Top of RECORD EXTRACTS

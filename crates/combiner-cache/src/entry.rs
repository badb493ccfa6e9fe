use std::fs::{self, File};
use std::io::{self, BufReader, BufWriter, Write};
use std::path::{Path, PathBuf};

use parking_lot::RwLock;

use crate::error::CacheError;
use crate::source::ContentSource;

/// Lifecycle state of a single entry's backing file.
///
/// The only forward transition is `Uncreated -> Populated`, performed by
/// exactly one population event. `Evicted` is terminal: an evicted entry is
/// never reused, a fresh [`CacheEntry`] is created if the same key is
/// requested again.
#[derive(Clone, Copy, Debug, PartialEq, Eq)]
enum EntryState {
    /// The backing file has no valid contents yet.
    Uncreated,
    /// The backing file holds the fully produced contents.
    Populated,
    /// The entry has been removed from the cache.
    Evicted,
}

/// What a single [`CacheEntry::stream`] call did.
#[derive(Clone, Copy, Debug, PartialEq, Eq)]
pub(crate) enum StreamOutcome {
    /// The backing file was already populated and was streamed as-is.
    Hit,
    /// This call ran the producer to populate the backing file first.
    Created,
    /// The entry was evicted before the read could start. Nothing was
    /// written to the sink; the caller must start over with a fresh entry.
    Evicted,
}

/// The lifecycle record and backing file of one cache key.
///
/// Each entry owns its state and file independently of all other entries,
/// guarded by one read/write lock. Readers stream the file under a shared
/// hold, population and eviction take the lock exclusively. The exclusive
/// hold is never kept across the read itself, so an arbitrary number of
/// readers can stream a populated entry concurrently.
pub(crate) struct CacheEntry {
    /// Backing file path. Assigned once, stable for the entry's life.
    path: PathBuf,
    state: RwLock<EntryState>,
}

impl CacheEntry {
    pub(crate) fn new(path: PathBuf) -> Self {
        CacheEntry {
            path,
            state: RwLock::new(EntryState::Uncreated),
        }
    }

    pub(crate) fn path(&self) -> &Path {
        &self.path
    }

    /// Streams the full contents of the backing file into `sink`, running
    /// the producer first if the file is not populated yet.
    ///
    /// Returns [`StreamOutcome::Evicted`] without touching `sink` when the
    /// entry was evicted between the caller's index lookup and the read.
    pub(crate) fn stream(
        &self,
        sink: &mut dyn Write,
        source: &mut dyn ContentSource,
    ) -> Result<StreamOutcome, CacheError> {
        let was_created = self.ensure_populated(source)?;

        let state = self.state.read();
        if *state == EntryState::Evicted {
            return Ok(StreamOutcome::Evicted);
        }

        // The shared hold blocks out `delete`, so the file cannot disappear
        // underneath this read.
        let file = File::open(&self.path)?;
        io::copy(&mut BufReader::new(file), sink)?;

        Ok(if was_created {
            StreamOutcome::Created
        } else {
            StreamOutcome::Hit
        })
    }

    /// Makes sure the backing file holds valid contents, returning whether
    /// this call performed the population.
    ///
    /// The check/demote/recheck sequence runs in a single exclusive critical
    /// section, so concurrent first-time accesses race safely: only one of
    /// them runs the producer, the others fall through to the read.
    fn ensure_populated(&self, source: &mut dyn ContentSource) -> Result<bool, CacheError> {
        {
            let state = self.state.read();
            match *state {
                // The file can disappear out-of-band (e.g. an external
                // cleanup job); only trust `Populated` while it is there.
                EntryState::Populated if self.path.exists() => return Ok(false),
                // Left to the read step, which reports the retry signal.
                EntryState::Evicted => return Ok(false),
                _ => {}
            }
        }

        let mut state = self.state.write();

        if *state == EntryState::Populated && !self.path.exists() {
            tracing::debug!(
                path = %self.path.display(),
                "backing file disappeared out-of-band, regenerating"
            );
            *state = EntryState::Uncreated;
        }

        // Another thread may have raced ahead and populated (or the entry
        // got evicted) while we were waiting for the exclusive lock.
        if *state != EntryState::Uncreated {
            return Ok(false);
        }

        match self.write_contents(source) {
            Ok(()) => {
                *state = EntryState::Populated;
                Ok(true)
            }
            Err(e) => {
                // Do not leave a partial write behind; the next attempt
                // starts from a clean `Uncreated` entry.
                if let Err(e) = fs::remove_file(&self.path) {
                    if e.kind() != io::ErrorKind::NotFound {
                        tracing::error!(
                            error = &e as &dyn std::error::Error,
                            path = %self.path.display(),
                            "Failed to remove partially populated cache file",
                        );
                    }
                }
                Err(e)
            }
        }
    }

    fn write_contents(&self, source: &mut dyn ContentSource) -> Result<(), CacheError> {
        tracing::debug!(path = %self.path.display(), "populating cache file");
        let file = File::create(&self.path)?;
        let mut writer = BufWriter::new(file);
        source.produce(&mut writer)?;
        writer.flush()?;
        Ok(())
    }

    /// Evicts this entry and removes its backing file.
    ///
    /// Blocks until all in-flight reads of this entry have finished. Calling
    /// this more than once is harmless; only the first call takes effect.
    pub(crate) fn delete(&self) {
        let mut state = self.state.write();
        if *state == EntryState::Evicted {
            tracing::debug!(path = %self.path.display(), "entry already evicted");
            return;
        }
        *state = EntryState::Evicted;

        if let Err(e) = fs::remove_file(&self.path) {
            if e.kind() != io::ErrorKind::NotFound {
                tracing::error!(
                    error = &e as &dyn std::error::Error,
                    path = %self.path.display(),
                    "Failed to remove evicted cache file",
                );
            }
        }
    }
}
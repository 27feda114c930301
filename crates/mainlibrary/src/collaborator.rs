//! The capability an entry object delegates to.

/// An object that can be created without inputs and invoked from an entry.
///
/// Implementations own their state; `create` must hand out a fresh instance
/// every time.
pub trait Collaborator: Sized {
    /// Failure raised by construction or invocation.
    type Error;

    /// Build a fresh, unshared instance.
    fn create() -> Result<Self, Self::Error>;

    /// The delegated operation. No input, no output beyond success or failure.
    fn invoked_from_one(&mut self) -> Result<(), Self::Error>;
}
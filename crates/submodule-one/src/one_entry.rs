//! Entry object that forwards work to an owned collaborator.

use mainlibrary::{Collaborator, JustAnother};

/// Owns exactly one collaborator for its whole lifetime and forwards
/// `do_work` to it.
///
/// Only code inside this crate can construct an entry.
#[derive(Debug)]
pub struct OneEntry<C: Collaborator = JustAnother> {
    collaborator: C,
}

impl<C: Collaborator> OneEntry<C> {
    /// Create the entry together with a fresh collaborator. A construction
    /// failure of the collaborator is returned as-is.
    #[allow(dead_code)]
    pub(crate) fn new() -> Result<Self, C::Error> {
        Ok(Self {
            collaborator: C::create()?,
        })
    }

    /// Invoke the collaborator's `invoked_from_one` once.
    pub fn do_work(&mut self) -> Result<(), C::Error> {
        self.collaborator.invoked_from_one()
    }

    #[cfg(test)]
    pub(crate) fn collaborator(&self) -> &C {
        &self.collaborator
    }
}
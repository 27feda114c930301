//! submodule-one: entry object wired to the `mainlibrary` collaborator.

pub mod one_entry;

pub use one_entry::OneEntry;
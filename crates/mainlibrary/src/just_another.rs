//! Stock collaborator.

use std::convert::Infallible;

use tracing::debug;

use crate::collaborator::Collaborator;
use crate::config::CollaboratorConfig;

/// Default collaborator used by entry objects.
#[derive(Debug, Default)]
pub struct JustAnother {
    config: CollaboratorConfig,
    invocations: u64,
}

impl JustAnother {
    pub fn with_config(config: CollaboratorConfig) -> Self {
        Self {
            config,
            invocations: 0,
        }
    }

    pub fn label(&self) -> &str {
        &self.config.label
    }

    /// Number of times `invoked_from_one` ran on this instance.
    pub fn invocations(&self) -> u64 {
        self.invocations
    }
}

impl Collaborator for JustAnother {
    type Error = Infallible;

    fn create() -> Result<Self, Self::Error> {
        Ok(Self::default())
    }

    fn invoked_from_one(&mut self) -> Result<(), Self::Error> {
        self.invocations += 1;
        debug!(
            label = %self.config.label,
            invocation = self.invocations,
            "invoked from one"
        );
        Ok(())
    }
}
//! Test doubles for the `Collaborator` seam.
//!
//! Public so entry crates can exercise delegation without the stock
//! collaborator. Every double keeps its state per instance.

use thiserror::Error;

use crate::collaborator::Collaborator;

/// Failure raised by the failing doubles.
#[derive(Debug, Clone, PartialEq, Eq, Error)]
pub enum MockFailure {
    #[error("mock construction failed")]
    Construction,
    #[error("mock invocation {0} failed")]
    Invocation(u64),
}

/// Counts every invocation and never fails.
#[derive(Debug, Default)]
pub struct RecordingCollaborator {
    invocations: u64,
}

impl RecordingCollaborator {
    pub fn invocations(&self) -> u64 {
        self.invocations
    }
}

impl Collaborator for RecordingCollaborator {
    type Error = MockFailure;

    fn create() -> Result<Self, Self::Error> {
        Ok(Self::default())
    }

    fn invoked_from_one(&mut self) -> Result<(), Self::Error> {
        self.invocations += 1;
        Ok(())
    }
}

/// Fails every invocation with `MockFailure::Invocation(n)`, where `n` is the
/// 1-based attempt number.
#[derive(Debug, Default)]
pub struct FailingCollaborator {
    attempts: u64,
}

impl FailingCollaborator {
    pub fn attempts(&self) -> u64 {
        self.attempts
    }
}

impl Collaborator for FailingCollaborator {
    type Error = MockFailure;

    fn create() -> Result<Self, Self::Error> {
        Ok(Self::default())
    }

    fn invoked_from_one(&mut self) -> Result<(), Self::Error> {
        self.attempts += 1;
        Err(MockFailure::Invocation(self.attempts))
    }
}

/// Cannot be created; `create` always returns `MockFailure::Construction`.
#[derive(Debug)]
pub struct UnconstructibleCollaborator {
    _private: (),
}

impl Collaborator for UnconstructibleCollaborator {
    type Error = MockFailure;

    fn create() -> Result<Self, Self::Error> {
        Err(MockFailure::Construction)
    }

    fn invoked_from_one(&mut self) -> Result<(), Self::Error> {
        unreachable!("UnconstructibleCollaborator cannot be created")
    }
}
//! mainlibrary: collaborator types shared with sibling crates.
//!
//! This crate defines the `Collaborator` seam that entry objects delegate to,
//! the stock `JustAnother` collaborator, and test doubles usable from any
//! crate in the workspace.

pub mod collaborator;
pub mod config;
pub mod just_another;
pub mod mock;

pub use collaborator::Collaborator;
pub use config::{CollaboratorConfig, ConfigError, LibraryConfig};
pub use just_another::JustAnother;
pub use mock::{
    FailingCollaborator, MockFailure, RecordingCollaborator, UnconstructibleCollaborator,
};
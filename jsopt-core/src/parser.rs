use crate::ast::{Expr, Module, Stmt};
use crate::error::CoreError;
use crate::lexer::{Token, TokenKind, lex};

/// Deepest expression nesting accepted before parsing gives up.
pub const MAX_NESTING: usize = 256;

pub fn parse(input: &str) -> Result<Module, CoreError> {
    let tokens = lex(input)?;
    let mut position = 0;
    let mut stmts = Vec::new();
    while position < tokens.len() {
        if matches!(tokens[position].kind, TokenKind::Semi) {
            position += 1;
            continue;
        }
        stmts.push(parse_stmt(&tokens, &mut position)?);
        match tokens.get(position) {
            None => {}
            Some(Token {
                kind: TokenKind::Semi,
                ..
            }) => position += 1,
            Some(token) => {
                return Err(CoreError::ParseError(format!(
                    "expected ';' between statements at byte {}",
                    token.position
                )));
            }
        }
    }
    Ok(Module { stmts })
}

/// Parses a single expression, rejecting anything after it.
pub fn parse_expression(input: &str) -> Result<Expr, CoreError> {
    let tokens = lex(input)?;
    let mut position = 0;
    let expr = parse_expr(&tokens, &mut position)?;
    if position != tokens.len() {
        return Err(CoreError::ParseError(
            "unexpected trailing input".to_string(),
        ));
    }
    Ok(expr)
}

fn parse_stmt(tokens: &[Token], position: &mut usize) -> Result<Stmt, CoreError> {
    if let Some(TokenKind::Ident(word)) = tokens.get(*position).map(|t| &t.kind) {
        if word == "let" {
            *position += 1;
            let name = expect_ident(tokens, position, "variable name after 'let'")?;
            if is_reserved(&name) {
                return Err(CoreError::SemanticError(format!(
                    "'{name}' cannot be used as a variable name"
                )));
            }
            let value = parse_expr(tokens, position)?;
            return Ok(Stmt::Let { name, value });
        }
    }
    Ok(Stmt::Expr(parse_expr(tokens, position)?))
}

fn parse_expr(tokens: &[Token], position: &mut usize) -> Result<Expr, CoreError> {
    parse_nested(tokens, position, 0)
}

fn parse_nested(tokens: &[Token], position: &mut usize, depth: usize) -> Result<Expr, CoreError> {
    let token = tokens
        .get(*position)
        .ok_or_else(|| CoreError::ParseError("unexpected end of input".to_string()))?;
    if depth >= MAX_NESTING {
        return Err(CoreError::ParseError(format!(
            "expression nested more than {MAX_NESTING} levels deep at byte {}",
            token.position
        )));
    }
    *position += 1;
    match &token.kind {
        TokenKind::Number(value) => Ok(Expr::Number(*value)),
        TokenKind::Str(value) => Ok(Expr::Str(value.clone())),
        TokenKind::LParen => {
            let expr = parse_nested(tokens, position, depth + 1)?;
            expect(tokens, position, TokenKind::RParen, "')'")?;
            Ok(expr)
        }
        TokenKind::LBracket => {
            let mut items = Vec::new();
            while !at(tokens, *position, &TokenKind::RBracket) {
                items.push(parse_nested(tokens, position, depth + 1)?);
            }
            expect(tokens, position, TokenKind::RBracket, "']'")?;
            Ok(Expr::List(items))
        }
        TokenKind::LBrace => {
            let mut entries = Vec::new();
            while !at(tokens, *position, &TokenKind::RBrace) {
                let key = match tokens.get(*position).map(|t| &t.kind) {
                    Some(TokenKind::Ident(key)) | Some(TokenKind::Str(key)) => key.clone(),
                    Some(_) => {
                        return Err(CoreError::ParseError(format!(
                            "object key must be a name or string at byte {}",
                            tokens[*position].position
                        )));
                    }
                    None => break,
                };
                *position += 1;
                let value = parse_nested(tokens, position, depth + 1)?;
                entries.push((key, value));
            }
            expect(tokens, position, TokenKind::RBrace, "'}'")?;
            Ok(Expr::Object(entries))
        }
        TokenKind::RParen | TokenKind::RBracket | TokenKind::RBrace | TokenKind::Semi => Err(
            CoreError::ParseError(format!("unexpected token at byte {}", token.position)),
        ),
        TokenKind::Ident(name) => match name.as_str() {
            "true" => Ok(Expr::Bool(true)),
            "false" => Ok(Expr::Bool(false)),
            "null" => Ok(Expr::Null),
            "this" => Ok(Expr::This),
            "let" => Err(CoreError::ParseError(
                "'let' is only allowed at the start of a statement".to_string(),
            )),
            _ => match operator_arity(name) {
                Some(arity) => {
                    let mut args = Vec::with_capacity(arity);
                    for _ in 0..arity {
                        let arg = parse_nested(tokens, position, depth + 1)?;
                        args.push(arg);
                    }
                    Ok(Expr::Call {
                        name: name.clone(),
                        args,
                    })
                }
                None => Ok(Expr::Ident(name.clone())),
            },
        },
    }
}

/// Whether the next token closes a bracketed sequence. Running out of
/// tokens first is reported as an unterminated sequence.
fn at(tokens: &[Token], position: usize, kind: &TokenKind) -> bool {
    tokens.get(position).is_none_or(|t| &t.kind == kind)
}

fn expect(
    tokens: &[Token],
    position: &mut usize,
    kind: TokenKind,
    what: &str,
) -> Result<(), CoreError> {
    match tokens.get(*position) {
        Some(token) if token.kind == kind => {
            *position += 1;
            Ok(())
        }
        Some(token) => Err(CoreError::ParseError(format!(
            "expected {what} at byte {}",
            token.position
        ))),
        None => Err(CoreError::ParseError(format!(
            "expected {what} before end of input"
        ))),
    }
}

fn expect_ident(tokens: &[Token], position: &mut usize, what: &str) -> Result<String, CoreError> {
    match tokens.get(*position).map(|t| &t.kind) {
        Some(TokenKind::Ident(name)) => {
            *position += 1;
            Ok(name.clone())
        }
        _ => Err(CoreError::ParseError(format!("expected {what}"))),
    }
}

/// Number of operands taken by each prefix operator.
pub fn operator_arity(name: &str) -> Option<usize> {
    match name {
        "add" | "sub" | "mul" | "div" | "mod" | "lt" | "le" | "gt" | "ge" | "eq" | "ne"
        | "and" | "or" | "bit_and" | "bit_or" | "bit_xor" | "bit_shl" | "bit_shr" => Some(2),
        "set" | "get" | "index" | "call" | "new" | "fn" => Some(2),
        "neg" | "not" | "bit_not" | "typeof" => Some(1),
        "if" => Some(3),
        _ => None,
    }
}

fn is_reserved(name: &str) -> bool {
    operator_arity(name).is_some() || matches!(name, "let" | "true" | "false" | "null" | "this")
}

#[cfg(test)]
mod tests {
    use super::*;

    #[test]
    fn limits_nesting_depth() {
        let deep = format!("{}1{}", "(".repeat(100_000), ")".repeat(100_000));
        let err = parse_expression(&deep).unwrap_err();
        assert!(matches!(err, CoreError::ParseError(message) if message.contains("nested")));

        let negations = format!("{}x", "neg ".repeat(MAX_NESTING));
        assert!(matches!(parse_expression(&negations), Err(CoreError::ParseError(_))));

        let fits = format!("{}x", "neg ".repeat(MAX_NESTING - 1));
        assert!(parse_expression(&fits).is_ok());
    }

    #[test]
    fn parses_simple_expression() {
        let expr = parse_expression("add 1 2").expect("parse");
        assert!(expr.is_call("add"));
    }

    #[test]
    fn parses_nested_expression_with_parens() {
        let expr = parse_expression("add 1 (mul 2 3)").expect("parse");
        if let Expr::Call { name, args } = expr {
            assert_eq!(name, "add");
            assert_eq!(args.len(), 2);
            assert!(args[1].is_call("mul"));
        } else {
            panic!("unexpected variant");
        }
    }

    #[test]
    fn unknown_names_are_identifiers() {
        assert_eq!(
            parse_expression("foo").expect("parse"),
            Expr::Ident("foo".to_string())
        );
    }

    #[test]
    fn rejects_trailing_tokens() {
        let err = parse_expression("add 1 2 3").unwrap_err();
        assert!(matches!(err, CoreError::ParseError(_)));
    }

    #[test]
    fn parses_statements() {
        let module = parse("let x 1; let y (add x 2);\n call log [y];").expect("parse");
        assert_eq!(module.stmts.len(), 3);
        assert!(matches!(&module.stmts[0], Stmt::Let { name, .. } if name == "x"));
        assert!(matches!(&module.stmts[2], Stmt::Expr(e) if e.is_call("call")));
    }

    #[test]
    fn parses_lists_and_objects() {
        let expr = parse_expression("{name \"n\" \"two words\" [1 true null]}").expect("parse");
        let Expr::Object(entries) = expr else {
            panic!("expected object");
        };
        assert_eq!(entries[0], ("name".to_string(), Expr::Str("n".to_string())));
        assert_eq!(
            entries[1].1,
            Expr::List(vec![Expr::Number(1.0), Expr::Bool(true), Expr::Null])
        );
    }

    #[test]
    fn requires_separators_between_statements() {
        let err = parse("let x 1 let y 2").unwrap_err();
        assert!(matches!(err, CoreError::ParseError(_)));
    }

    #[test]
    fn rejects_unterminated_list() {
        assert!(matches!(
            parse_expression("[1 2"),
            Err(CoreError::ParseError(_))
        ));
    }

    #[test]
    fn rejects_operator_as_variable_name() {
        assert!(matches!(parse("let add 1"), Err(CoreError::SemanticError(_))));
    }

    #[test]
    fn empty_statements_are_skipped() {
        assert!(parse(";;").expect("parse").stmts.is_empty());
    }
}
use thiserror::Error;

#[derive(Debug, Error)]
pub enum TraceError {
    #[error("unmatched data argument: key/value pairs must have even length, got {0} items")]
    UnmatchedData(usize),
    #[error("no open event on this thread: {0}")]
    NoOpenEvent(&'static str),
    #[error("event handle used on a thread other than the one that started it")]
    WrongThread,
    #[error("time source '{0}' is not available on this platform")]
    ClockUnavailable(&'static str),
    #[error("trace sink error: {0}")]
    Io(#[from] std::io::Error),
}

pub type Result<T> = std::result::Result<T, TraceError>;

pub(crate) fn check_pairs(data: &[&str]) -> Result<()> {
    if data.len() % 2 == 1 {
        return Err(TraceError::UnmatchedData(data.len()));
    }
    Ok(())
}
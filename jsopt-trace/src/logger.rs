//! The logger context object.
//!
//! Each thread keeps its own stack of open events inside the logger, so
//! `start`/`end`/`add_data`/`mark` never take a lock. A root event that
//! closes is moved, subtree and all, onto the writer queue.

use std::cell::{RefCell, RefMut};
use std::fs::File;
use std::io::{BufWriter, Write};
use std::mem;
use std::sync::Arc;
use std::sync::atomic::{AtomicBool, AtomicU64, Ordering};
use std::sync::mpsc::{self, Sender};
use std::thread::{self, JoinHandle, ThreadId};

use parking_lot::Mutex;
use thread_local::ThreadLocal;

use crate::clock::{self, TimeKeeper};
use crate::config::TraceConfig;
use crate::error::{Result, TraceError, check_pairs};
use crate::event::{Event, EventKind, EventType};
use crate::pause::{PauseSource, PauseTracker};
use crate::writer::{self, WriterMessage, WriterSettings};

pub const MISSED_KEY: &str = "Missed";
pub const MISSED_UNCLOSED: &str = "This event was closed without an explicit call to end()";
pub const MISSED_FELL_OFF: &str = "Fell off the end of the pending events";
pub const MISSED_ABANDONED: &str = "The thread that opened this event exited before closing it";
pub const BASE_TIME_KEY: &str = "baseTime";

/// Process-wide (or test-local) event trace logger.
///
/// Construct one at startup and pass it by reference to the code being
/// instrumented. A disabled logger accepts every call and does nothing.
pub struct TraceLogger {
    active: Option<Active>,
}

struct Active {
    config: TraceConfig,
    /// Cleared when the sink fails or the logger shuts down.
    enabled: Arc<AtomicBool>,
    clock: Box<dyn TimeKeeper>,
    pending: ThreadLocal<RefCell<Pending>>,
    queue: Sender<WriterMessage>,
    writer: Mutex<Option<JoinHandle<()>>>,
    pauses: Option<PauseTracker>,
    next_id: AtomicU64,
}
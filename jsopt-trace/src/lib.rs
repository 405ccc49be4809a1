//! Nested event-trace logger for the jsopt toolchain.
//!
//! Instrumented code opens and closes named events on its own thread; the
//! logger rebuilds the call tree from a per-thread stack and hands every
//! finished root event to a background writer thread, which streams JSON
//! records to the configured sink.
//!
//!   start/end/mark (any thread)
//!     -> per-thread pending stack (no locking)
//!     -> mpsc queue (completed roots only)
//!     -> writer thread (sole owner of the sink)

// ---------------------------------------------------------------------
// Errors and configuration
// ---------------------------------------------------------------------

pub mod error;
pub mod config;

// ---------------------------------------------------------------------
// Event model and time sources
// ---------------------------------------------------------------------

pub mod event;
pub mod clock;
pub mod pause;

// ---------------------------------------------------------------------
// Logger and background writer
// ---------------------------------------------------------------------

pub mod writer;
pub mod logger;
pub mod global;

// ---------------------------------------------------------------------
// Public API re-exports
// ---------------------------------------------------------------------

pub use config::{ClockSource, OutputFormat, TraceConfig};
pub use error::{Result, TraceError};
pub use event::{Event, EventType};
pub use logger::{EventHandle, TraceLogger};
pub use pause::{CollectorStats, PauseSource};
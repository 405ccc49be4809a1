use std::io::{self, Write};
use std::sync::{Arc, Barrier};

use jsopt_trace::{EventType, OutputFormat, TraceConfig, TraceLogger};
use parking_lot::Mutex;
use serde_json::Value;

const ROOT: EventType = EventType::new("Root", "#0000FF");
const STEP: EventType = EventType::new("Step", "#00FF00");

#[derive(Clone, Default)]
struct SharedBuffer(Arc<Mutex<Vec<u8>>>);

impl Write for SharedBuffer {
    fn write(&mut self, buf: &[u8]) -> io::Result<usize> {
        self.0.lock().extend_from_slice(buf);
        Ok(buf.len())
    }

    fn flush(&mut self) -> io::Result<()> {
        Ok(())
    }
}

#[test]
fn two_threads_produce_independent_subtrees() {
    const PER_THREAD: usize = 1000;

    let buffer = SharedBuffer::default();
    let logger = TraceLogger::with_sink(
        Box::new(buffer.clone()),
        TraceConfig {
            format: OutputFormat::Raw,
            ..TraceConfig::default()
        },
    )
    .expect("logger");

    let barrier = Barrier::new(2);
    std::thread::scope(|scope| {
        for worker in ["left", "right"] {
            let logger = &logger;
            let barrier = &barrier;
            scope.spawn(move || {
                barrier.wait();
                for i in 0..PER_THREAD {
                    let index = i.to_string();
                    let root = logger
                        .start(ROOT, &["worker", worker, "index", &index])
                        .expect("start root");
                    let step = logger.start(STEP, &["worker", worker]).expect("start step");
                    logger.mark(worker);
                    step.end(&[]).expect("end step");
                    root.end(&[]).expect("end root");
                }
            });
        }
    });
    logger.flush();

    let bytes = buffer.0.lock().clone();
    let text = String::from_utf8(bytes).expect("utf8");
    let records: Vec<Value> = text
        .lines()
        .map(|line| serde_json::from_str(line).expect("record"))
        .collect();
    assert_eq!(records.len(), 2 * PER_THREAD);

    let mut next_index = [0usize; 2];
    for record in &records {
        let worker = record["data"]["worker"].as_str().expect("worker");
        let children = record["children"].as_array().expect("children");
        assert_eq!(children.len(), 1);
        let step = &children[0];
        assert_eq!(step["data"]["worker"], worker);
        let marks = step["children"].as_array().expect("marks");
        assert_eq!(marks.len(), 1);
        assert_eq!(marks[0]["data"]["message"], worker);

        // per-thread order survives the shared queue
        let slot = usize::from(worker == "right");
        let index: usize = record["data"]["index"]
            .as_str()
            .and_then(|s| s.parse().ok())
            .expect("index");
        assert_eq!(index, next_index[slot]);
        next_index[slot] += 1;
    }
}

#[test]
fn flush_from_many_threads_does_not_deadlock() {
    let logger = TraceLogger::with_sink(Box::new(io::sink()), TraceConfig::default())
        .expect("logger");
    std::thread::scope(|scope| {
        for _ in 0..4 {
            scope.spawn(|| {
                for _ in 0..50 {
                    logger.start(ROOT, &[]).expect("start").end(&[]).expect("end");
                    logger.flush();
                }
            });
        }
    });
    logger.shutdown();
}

Bottom of RECORD EXTRACTS

* WHAT YOU ARE ASKED TO DO *
Filter the data for the string "BufReader". Copy each matching line.

* PROBLEM SOLUTION *
use std::io::{self, BufReader, BufWriter, Write};
        io::copy(&mut BufReader::new(file), sink)?;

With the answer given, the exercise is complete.